== Collected data ==
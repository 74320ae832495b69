//! Workflow engine: per-entity-type state machines.
//!
//! Panels map action names onto transitions. Passive actions (`view`, `edit`,
//! `delete`) never route through the engine; workflow actions resolve through
//! a [`TransitionAliases`] table so that a `publish` button can drive an
//! `approve` transition on workflows that model publishing as approval.

use std::collections::{BTreeMap, HashMap};
use std::sync::Arc;

use async_trait::async_trait;
use serde::{Deserialize, Serialize};
use tokio::sync::RwLock;
use tracing::{debug, info};

use crate::context::AdminContext;
use crate::error::{AdminError, Metadata, Result};

/// Actions handled by convention, never by a transition.
pub const PASSIVE_ACTIONS: &[&str] = &["view", "edit", "delete"];

/// Action names that route through the workflow engine.
pub const WORKFLOW_ACTIONS: &[&str] = &[
    "submit_for_approval",
    "request_approval",
    "approve",
    "reject",
    "publish",
    "unpublish",
    "archive",
];

pub fn normalize_action(name: &str) -> String {
    name.trim().to_ascii_lowercase()
}

pub fn is_passive_action(name: &str) -> bool {
    PASSIVE_ACTIONS.contains(&normalize_action(name).as_str())
}

pub fn is_workflow_action(name: &str) -> bool {
    WORKFLOW_ACTIONS.contains(&normalize_action(name).as_str())
}

/// A named edge between two states.
#[derive(Debug, Clone, PartialEq, Eq, Serialize, Deserialize)]
pub struct WorkflowTransition {
    pub name: String,
    pub from: String,
    pub to: String,
}

impl WorkflowTransition {
    pub fn new(name: impl Into<String>, from: impl Into<String>, to: impl Into<String>) -> Self {
        Self {
            name: name.into(),
            from: from.into(),
            to: to.into(),
        }
    }
}

/// State machine for one entity type.
#[derive(Debug, Clone, Default, PartialEq, Serialize, Deserialize)]
pub struct WorkflowDefinition {
    pub entity_type: String,
    #[serde(default)]
    pub initial_state: Option<String>,
    #[serde(default)]
    pub states: Vec<String>,
    #[serde(default)]
    pub transitions: Vec<WorkflowTransition>,
}

impl WorkflowDefinition {
    pub fn new(entity_type: impl Into<String>) -> Self {
        Self {
            entity_type: entity_type.into(),
            ..Self::default()
        }
    }

    pub fn with_initial_state(mut self, state: impl Into<String>) -> Self {
        self.initial_state = Some(state.into());
        self
    }

    /// Add a transition, registering both endpoint states.
    pub fn with_transition(
        mut self,
        name: impl Into<String>,
        from: impl Into<String>,
        to: impl Into<String>,
    ) -> Self {
        let transition = WorkflowTransition::new(name, from, to);
        for state in [&transition.from, &transition.to] {
            if !self.states.contains(state) {
                self.states.push(state.clone());
            }
        }
        self.transitions.push(transition);
        self
    }

    /// Check that every transition endpoint is a declared state.
    pub fn validate(&self) -> Result<()> {
        if self.entity_type.trim().is_empty() {
            return Err(AdminError::invalid_field(
                "entity_type",
                "workflow entity type must not be empty",
            )
            .with_component("workflow"));
        }
        for t in &self.transitions {
            if t.name.trim().is_empty() {
                return Err(AdminError::invalid_field(
                    "transitions",
                    format!("workflow {} has a transition without a name", self.entity_type),
                )
                .with_component("workflow"));
            }
            if !self.states.is_empty()
                && !(self.states.contains(&t.from) && self.states.contains(&t.to))
            {
                return Err(AdminError::invalid_field(
                    "transitions",
                    format!(
                        "transition {} on {} references an undeclared state",
                        t.name, self.entity_type
                    ),
                )
                .with_component("workflow"));
            }
        }
        Ok(())
    }
}

/// Request to move an entity along a transition.
#[derive(Debug, Clone, Default)]
pub struct TransitionInput {
    pub entity_id: String,
    pub entity_type: String,
    pub current_state: String,
    pub transition: String,
    pub actor_id: Option<String>,
    pub metadata: Metadata,
}

/// Outcome of an applied transition.
#[derive(Debug, Clone, PartialEq, Eq, Serialize, Deserialize)]
pub struct TransitionResult {
    pub entity_id: String,
    pub entity_type: String,
    pub transition: String,
    pub from_state: String,
    pub to_state: String,
}

/// Workflow engine interface.
#[async_trait]
pub trait WorkflowEngine: Send + Sync {
    /// Apply a transition from the current state.
    async fn transition(
        &self,
        ctx: &AdminContext,
        input: TransitionInput,
    ) -> Result<TransitionResult>;

    /// Transitions leaving `current_state`.
    async fn available_transitions(
        &self,
        ctx: &AdminContext,
        entity_type: &str,
        current_state: &str,
    ) -> Result<Vec<WorkflowTransition>>;

    /// Every transition declared for the entity type.
    async fn transitions(&self, entity_type: &str) -> Result<Vec<WorkflowTransition>>;
}

/// Workflow engine backed by in-memory definitions.
pub struct MemoryWorkflowEngine {
    definitions: Arc<RwLock<HashMap<String, WorkflowDefinition>>>,
}

impl MemoryWorkflowEngine {
    pub fn new() -> Self {
        Self {
            definitions: Arc::new(RwLock::new(HashMap::new())),
        }
    }

    /// Build an engine from definitions known at boot.
    pub fn from_definitions(
        definitions: impl IntoIterator<Item = WorkflowDefinition>,
    ) -> Result<Self> {
        let mut map = HashMap::new();
        for def in definitions {
            def.validate()?;
            map.insert(def.entity_type.trim().to_ascii_lowercase(), def);
        }
        Ok(Self {
            definitions: Arc::new(RwLock::new(map)),
        })
    }

    /// Register or replace a definition.
    pub async fn register(&self, definition: WorkflowDefinition) -> Result<()> {
        definition.validate()?;
        let key = definition.entity_type.trim().to_ascii_lowercase();
        info!(
            entity_type = %key,
            transitions = definition.transitions.len(),
            "Workflow registered"
        );
        self.definitions.write().await.insert(key, definition);
        Ok(())
    }

    pub async fn definition(&self, entity_type: &str) -> Option<WorkflowDefinition> {
        self.definitions
            .read()
            .await
            .get(&entity_type.trim().to_ascii_lowercase())
            .cloned()
    }

    async fn require(&self, entity_type: &str) -> Result<WorkflowDefinition> {
        self.definition(entity_type)
            .await
            .ok_or_else(|| AdminError::WorkflowNotFound {
                entity_type: entity_type.to_string(),
            })
    }
}

impl Default for MemoryWorkflowEngine {
    fn default() -> Self {
        Self::new()
    }
}

#[async_trait]
impl WorkflowEngine for MemoryWorkflowEngine {
    async fn transition(
        &self,
        ctx: &AdminContext,
        input: TransitionInput,
    ) -> Result<TransitionResult> {
        ctx.check_cancelled()?;
        let def = self.require(&input.entity_type).await?;
        let name = normalize_action(&input.transition);
        let from = if input.current_state.is_empty() {
            def.initial_state.clone().unwrap_or_default()
        } else {
            input.current_state.clone()
        };

        let Some(edge) = def
            .transitions
            .iter()
            .find(|t| normalize_action(&t.name) == name && t.from == from)
        else {
            let available = def
                .transitions
                .iter()
                .filter(|t| t.from == from)
                .map(|t| t.name.clone())
                .collect();
            return Err(AdminError::InvalidTransition {
                entity_type: input.entity_type,
                transition: input.transition,
                from_state: from,
                available,
            });
        };

        debug!(
            entity_type = %input.entity_type,
            entity_id = %input.entity_id,
            transition = %edge.name,
            from = %edge.from,
            to = %edge.to,
            "Workflow transition applied"
        );
        Ok(TransitionResult {
            entity_id: input.entity_id,
            entity_type: input.entity_type,
            transition: edge.name.clone(),
            from_state: edge.from.clone(),
            to_state: edge.to.clone(),
        })
    }

    async fn available_transitions(
        &self,
        _ctx: &AdminContext,
        entity_type: &str,
        current_state: &str,
    ) -> Result<Vec<WorkflowTransition>> {
        let def = self.require(entity_type).await?;
        let state = if current_state.is_empty() {
            def.initial_state.clone().unwrap_or_default()
        } else {
            current_state.to_string()
        };
        Ok(def
            .transitions
            .into_iter()
            .filter(|t| t.from == state)
            .collect())
    }

    async fn transitions(&self, entity_type: &str) -> Result<Vec<WorkflowTransition>> {
        Ok(self.require(entity_type).await?.transitions)
    }
}

// ============================================================================
// Alias table
// ============================================================================

/// Maps panel action names onto candidate transition names.
#[derive(Debug, Clone, PartialEq, Eq)]
pub struct TransitionAliases {
    table: BTreeMap<String, Vec<String>>,
}

impl TransitionAliases {
    /// Empty table: actions only match transitions of the same name.
    pub fn empty() -> Self {
        Self {
            table: BTreeMap::new(),
        }
    }

    pub fn with_alias(mut self, action: &str, transition: &str) -> Self {
        let entry = self.table.entry(normalize_action(action)).or_default();
        let transition = normalize_action(transition);
        if !entry.contains(&transition) {
            entry.push(transition);
        }
        self
    }

    /// Candidate transition names for an action, the action itself first.
    pub fn candidates(&self, action: &str) -> Vec<String> {
        let action = normalize_action(action);
        let mut out = vec![action.clone()];
        if let Some(aliases) = self.table.get(&action) {
            out.extend(aliases.iter().filter(|a| **a != action).cloned());
        }
        out
    }

    /// First candidate present among `available`.
    pub fn resolve<'a>(
        &self,
        action: &str,
        available: &'a [WorkflowTransition],
    ) -> Option<&'a WorkflowTransition> {
        self.candidates(action).iter().find_map(|candidate| {
            available
                .iter()
                .find(|t| normalize_action(&t.name) == *candidate)
        })
    }
}

impl Default for TransitionAliases {
    fn default() -> Self {
        Self::empty()
            .with_alias("submit_for_approval", "request_approval")
            .with_alias("publish", "approve")
    }
}
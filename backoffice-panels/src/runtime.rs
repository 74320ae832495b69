//! Assemble an in-memory admin runtime from an [`AdminConfig`].
//!
//! ```text
//! AdminConfig ──► FeatureFlags
//!             ──► CommandBus (enabled flag)
//!             ──► MemoryWorkflowEngine (workflows)
//!             ──► StaticRequirementsProvider ──► ReadinessEngine
//!             ──► per panel: MemoryRepository + DefaultTranslationPolicy
//!                            └──► PanelRegistry
//! ```

use std::collections::{BTreeMap, BTreeSet};
use std::sync::Arc;

use tracing::info;

use backoffice_core::{
    Authorizer, CommandBus, FeatureFlags, MemoryActivitySink, MemoryRepository,
    MemoryWorkflowEngine, Result, StaticAuthorizer,
};
use backoffice_translation::{
    DefaultTranslationPolicy, ReadinessEngine, RepositoryTranslationService,
    StaticRequirementsProvider,
};

use crate::binding::PanelBinding;
use crate::config::{AdminConfig, ConfigError, PanelConfig};
use crate::panel::{Panel, PanelRegistry};

/// Panels plus the shared services they are bound with.
pub struct AdminRuntime {
    config: AdminConfig,
    registry: PanelRegistry,
    repositories: BTreeMap<String, Arc<MemoryRepository>>,
    features: Arc<FeatureFlags>,
    bus: CommandBus,
    activity: Arc<MemoryActivitySink>,
    readiness: ReadinessEngine,
}

impl AdminRuntime {
    pub async fn from_config(config: AdminConfig) -> std::result::Result<Self, ConfigError> {
        let features = Arc::new(config.feature_flags()?);
        let bus = CommandBus::new(config.commands_enabled);
        let workflows = Arc::new(MemoryWorkflowEngine::from_definitions(
            config.workflows.clone(),
        )?);
        let provider = Arc::new(StaticRequirementsProvider::new(config.translations.clone()));
        let readiness = ReadinessEngine::new(provider.clone(), config.readiness_options());
        let authorizer = authorizer(&config);

        let registry = PanelRegistry::new();
        let mut repositories: BTreeMap<String, Arc<MemoryRepository>> = BTreeMap::new();
        for panel_config in &config.panels {
            let entity_type = panel_config.entity_type().to_lowercase();
            let repository = repositories
                .entry(entity_type.clone())
                .or_insert_with(|| Arc::new(MemoryRepository::new(entity_type.as_str())))
                .clone();
            let service = Arc::new(RepositoryTranslationService::new(repository.clone()));
            let policy = Arc::new(DefaultTranslationPolicy::new(provider.clone(), service));

            let mut panel = build_panel(panel_config, repository).with_policy(policy);
            if workflows.definition(&entity_type).await.is_some() {
                panel = panel.with_workflow(workflows.clone());
            }
            if let Some(authorizer) = &authorizer {
                panel = panel.with_authorizer(authorizer.clone());
            }
            registry.register(panel).await?;
        }

        info!(
            panels = registry.len().await,
            workflows = config.workflows.len(),
            environment = %config.environment,
            "Admin runtime assembled"
        );
        Ok(Self {
            config,
            registry,
            repositories,
            features,
            bus,
            activity: Arc::new(MemoryActivitySink::new()),
            readiness,
        })
    }

    pub fn config(&self) -> &AdminConfig {
        &self.config
    }

    pub fn registry(&self) -> &PanelRegistry {
        &self.registry
    }

    pub fn features(&self) -> &FeatureFlags {
        &self.features
    }

    pub fn bus(&self) -> &CommandBus {
        &self.bus
    }

    pub fn activity(&self) -> &Arc<MemoryActivitySink> {
        &self.activity
    }

    /// Shared store behind every panel over `entity_type`.
    pub fn repository(&self, entity_type: &str) -> Option<Arc<MemoryRepository>> {
        self.repositories.get(&entity_type.trim().to_lowercase()).cloned()
    }

    /// Bind a registered panel to the runtime's services.
    pub async fn binding(&self, panel: &str) -> Result<PanelBinding> {
        let panel = self.registry.get(panel).await?;
        Ok(PanelBinding::new(panel)
            .with_readiness(self.readiness.clone())
            .with_features(self.features.clone())
            .with_bus(self.bus.clone())
            .with_activity(self.activity.clone()))
    }

    /// Check every panel's wiring against the configured command names.
    pub async fn validate_wiring(&self) -> Result<()> {
        let mut catalog: BTreeSet<String> = self.config.command_catalog();
        catalog.extend(self.bus.factory_names());
        self.registry.validate_wiring(&catalog).await
    }
}

fn build_panel(config: &PanelConfig, repository: Arc<MemoryRepository>) -> Panel {
    let mut panel = Panel::new(config.name.trim(), repository)
        .with_entity_type(config.entity_type())
        .with_aliases(config.aliases());
    for action in config.all_actions() {
        panel = panel.with_action(action);
    }
    for subresource in &config.subresources {
        panel = panel.with_subresource(subresource.as_str());
    }
    if config.translation_aware {
        panel = panel.translatable();
    }
    panel
}

fn authorizer(config: &AdminConfig) -> Option<Arc<dyn Authorizer>> {
    if config.grants.is_empty() {
        return None;
    }
    let authorizer = config
        .grants
        .iter()
        .fold(StaticAuthorizer::new(), |acc, (principal, permissions)| {
            acc.grant(principal.as_str(), permissions.iter().map(String::as_str))
        });
    Some(Arc::new(authorizer))
}

#[cfg(test)]
mod tests {
    use super::*;
    use backoffice_core::{AdminContext, FeatureGate, FeatureKey, ListOptions, Record, Repository};

    const CONFIG: &str = r#"
environment: staging
commands: [pages.archive]
translations:
  entities:
    pages:
      transitions:
        publish:
          locales: [en, es]
workflows:
  - entity_type: pages
    transitions:
      - { name: request_approval, from: draft, to: pending_approval }
      - { name: approve, from: pending_approval, to: published }
panels:
  - name: pages
    translation_aware: true
    actions:
      - { name: submit_for_approval }
      - { name: publish, permission: admin.pages.publish }
    bulk_actions:
      - { name: archive, command_name: pages.archive }
grants:
  editor: [admin.pages.*]
"#;

    #[tokio::test]
    async fn test_runtime_from_config() {
        let runtime = AdminRuntime::from_config(AdminConfig::from_yaml(CONFIG).unwrap())
            .await
            .unwrap();
        runtime.validate_wiring().await.unwrap();
        assert!(runtime.features().is_enabled(FeatureKey::Commands));

        let repo = runtime.repository("pages").unwrap();
        repo.seed([Record::new()
            .with("id", "page_1")
            .with("status", "draft")
            .with("locale", "en")])
            .await;

        let ctx = AdminContext::new("editor");
        let binding = runtime.binding("pages").await.unwrap();
        let page = binding.list(&ctx, &ListOptions::new()).await.unwrap();
        assert_eq!(page.items.len(), 1);
        let item = &page.items[0];
        assert!(item.action_state["submit_for_approval"].enabled);
        assert!(item.action_state["create_translation"].enabled);
        assert_eq!(
            item.translation_readiness.as_ref().unwrap().evaluated_environment,
            "staging"
        );
        assert_eq!(repo.list(&ctx, &ListOptions::new()).await.unwrap().total, 1);
    }

    #[tokio::test]
    async fn test_unregistered_command_fails_wiring() {
        let yaml = CONFIG.replace("commands: [pages.archive]", "commands: []");
        let config = AdminConfig::from_yaml(&yaml).unwrap();
        let runtime = AdminRuntime::from_config(config).await.unwrap();
        let err = runtime.validate_wiring().await.unwrap_err();
        assert!(err.to_string().contains("pages.archive"));
    }

    #[tokio::test]
    async fn test_bad_workflow_is_a_config_error() {
        let config = AdminConfig::from_yaml(
            "workflows:\n  - entity_type: ''\n    transitions: []\n",
        )
        .unwrap();
        let err = AdminRuntime::from_config(config).await.err().unwrap();
        assert!(matches!(err, ConfigError::Invalid(_)));
    }
}
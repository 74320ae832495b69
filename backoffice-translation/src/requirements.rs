//! Translation requirements and their lookup.
//!
//! Requirements are keyed by policy entity, transition and environment. The
//! YAML form mirrors that nesting:
//!
//! ```yaml
//! entities:
//!   pages:
//!     transitions:
//!       publish:
//!         locales: [en, es]
//!         required_fields:
//!           es: [title, summary]
//!         environments:
//!           staging:
//!             locales: [en]
//! ```

use std::collections::BTreeMap;

use async_trait::async_trait;
use serde::{Deserialize, Serialize};

#[cfg(feature = "typescript")]
use ts_rs::TS;

use backoffice_core::{AdminContext, Result};

use crate::locale::{
    normalize_locale, normalize_locales, normalize_policy_entity, split_environment,
};

/// How missing required fields affect a transition.
#[derive(Debug, Clone, Copy, PartialEq, Eq, Default, Serialize, Deserialize)]
#[cfg_attr(feature = "typescript", derive(TS))]
#[cfg_attr(feature = "typescript", ts(export))]
#[serde(rename_all = "lowercase")]
pub enum RequiredFieldsStrategy {
    /// Missing fields block the transition
    #[default]
    Error,
    /// Missing fields are reported but allowed
    Warn,
    /// Fields are not evaluated
    Ignore,
}

/// Locales and fields a transition requires.
#[derive(Debug, Clone, Default, PartialEq, Eq, Serialize, Deserialize)]
pub struct TranslationRequirements {
    #[serde(default)]
    pub locales: Vec<String>,
    #[serde(default)]
    pub required_fields: BTreeMap<String, Vec<String>>,
    #[serde(default)]
    pub required_fields_strategy: RequiredFieldsStrategy,
}

impl TranslationRequirements {
    pub fn new<I, S>(locales: I) -> Self
    where
        I: IntoIterator<Item = S>,
        S: AsRef<str>,
    {
        Self {
            locales: normalize_locales(locales),
            ..Self::default()
        }
    }

    pub fn with_required_fields<I, S>(mut self, locale: &str, fields: I) -> Self
    where
        I: IntoIterator<Item = S>,
        S: Into<String>,
    {
        self.required_fields
            .entry(normalize_locale(locale))
            .or_default()
            .extend(fields.into_iter().map(Into::into));
        self
    }

    pub fn with_strategy(mut self, strategy: RequiredFieldsStrategy) -> Self {
        self.required_fields_strategy = strategy;
        self
    }

    pub fn is_empty(&self) -> bool {
        self.locales.is_empty() && self.required_fields.values().all(Vec::is_empty)
    }

    /// Whether required fields take part in evaluation.
    pub fn evaluates_fields(&self) -> bool {
        self.required_fields_strategy != RequiredFieldsStrategy::Ignore
            && self.required_fields.values().any(|f| !f.is_empty())
    }

    /// Locales normalized; field map keyed by normalized locale.
    pub fn normalized(&self) -> Self {
        let mut required_fields: BTreeMap<String, Vec<String>> = BTreeMap::new();
        for (locale, fields) in &self.required_fields {
            let entry = required_fields.entry(normalize_locale(locale)).or_default();
            for field in fields {
                let field = field.trim();
                if !field.is_empty() && !entry.iter().any(|f| f == field) {
                    entry.push(field.to_string());
                }
            }
        }
        Self {
            locales: normalize_locales(&self.locales),
            required_fields,
            required_fields_strategy: self.required_fields_strategy,
        }
    }
}

/// Lookup key for requirements.
#[derive(Debug, Clone, Default, PartialEq, Eq)]
pub struct PolicyInput {
    pub entity_type: String,
    pub entity_id: String,
    pub transition: String,
    pub environment: String,
    /// Panel or entity name the requirements are declared under; defaults to
    /// the entity type
    pub policy_entity: String,
    pub requested_locale: String,
    /// Current workflow state, when known
    pub state: Option<String>,
}

impl PolicyInput {
    pub fn new(
        entity_type: impl Into<String>,
        entity_id: impl Into<String>,
        transition: impl Into<String>,
    ) -> Self {
        Self {
            entity_type: entity_type.into(),
            entity_id: entity_id.into(),
            transition: transition.into(),
            ..Self::default()
        }
    }

    pub fn with_environment(mut self, environment: impl Into<String>) -> Self {
        self.environment = environment.into();
        self
    }

    pub fn with_policy_entity(mut self, policy_entity: impl Into<String>) -> Self {
        self.policy_entity = policy_entity.into();
        self
    }

    pub fn with_locale(mut self, locale: impl Into<String>) -> Self {
        self.requested_locale = locale.into();
        self
    }

    pub fn with_state(mut self, state: impl Into<String>) -> Self {
        self.state = Some(state.into());
        self
    }

    /// Normalized policy entity, falling back to the entity type.
    pub fn resolved_policy_entity(&self) -> String {
        let source = if self.policy_entity.trim().is_empty() {
            &self.entity_type
        } else {
            &self.policy_entity
        };
        normalize_policy_entity(source)
    }

    /// Explicit environment, else the one embedded in the policy entity.
    pub fn resolved_environment(&self) -> String {
        if !self.environment.trim().is_empty() {
            return self.environment.trim().to_lowercase();
        }
        split_environment(&self.policy_entity)
            .1
            .map(str::to_lowercase)
            .unwrap_or_default()
    }
}

/// Source of requirements.
#[async_trait]
pub trait RequirementsProvider: Send + Sync {
    async fn requirements(
        &self,
        ctx: &AdminContext,
        input: &PolicyInput,
    ) -> Result<Option<TranslationRequirements>>;
}

// ============================================================================
// Configuration-backed provider
// ============================================================================

#[derive(Debug, Clone, Default, PartialEq, Serialize, Deserialize)]
pub struct TransitionRequirements {
    #[serde(flatten)]
    pub default: TranslationRequirements,
    /// Per-environment overrides
    #[serde(default, skip_serializing_if = "BTreeMap::is_empty")]
    pub environments: BTreeMap<String, TranslationRequirements>,
}

#[derive(Debug, Clone, Default, PartialEq, Serialize, Deserialize)]
pub struct EntityRequirements {
    #[serde(default)]
    pub transitions: BTreeMap<String, TransitionRequirements>,
}

/// Requirements declared per policy entity.
#[derive(Debug, Clone, Default, PartialEq, Serialize, Deserialize)]
pub struct RequirementsConfig {
    #[serde(default)]
    pub entities: BTreeMap<String, EntityRequirements>,
}

impl RequirementsConfig {
    /// Declare requirements for `entity` / `transition`.
    pub fn with(
        mut self,
        entity: &str,
        transition: &str,
        requirements: TranslationRequirements,
    ) -> Self {
        self.entities
            .entry(normalize_policy_entity(entity))
            .or_default()
            .transitions
            .entry(transition.trim().to_lowercase())
            .or_default()
            .default = requirements;
        self
    }

    /// Declare an environment override for `entity` / `transition`.
    pub fn with_environment(
        mut self,
        entity: &str,
        transition: &str,
        environment: &str,
        requirements: TranslationRequirements,
    ) -> Self {
        self.entities
            .entry(normalize_policy_entity(entity))
            .or_default()
            .transitions
            .entry(transition.trim().to_lowercase())
            .or_default()
            .environments
            .insert(environment.trim().to_lowercase(), requirements);
        self
    }

    /// Resolve requirements; environment overrides win over the default.
    pub fn resolve(&self, input: &PolicyInput) -> Option<TranslationRequirements> {
        let entity = input.resolved_policy_entity();
        let transition = input.transition.trim().to_lowercase();
        let environment = input.resolved_environment();

        let entry = self
            .entities
            .iter()
            .find(|(name, _)| normalize_policy_entity(name) == entity)
            .map(|(_, e)| e)?
            .transitions
            .get(&transition)?;

        let requirements = entry
            .environments
            .iter()
            .find(|(env, _)| env.to_lowercase() == environment)
            .map(|(_, r)| r)
            .unwrap_or(&entry.default);

        Some(requirements.normalized()).filter(|r| !r.is_empty())
    }
}

/// Requirements provider over a static configuration.
#[derive(Debug, Clone, Default)]
pub struct StaticRequirementsProvider {
    config: RequirementsConfig,
}

impl StaticRequirementsProvider {
    pub fn new(config: RequirementsConfig) -> Self {
        Self { config }
    }

    pub fn config(&self) -> &RequirementsConfig {
        &self.config
    }
}

#[async_trait]
impl RequirementsProvider for StaticRequirementsProvider {
    async fn requirements(
        &self,
        _ctx: &AdminContext,
        input: &PolicyInput,
    ) -> Result<Option<TranslationRequirements>> {
        Ok(self.config.resolve(input))
    }
}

== WHAT TO PRODUCE ==
Beginning at the first line of the records, give again each line exactly as written, ending with the line that contains "pub fn is_workflow_action(name: &str)".

== ANSWER TO THIS TASK ==
repository 74320ae832495b69
//! Workflow engine: per-entity-type state machines.
//!
//! Panels map action names onto transitions. Passive actions (`view`, `edit`,
//! `delete`) never route through the engine; workflow actions resolve through
//! a [`TransitionAliases`] table so that a `publish` button can drive an
//! `approve` transition on workflows that model publishing as approval.

use std::collections::{BTreeMap, HashMap};
use std::sync::Arc;

use async_trait::async_trait;
use serde::{Deserialize, Serialize};
use tokio::sync::RwLock;
use tracing::{debug, info};

use crate::context::AdminContext;
use crate::error::{AdminError, Metadata, Result};

/// Actions handled by convention, never by a transition.
pub const PASSIVE_ACTIONS: &[&str] = &["view", "edit", "delete"];

/// Action names that route through the workflow engine.
pub const WORKFLOW_ACTIONS: &[&str] = &[
    "submit_for_approval",
    "request_approval",
    "approve",
    "reject",
    "publish",
    "unpublish",
    "archive",
];

pub fn normalize_action(name: &str) -> String {
    name.trim().to_ascii_lowercase()
}

pub fn is_passive_action(name: &str) -> bool {
    PASSIVE_ACTIONS.contains(&normalize_action(name).as_str())
}

pub fn is_workflow_action(name: &str) -> bool {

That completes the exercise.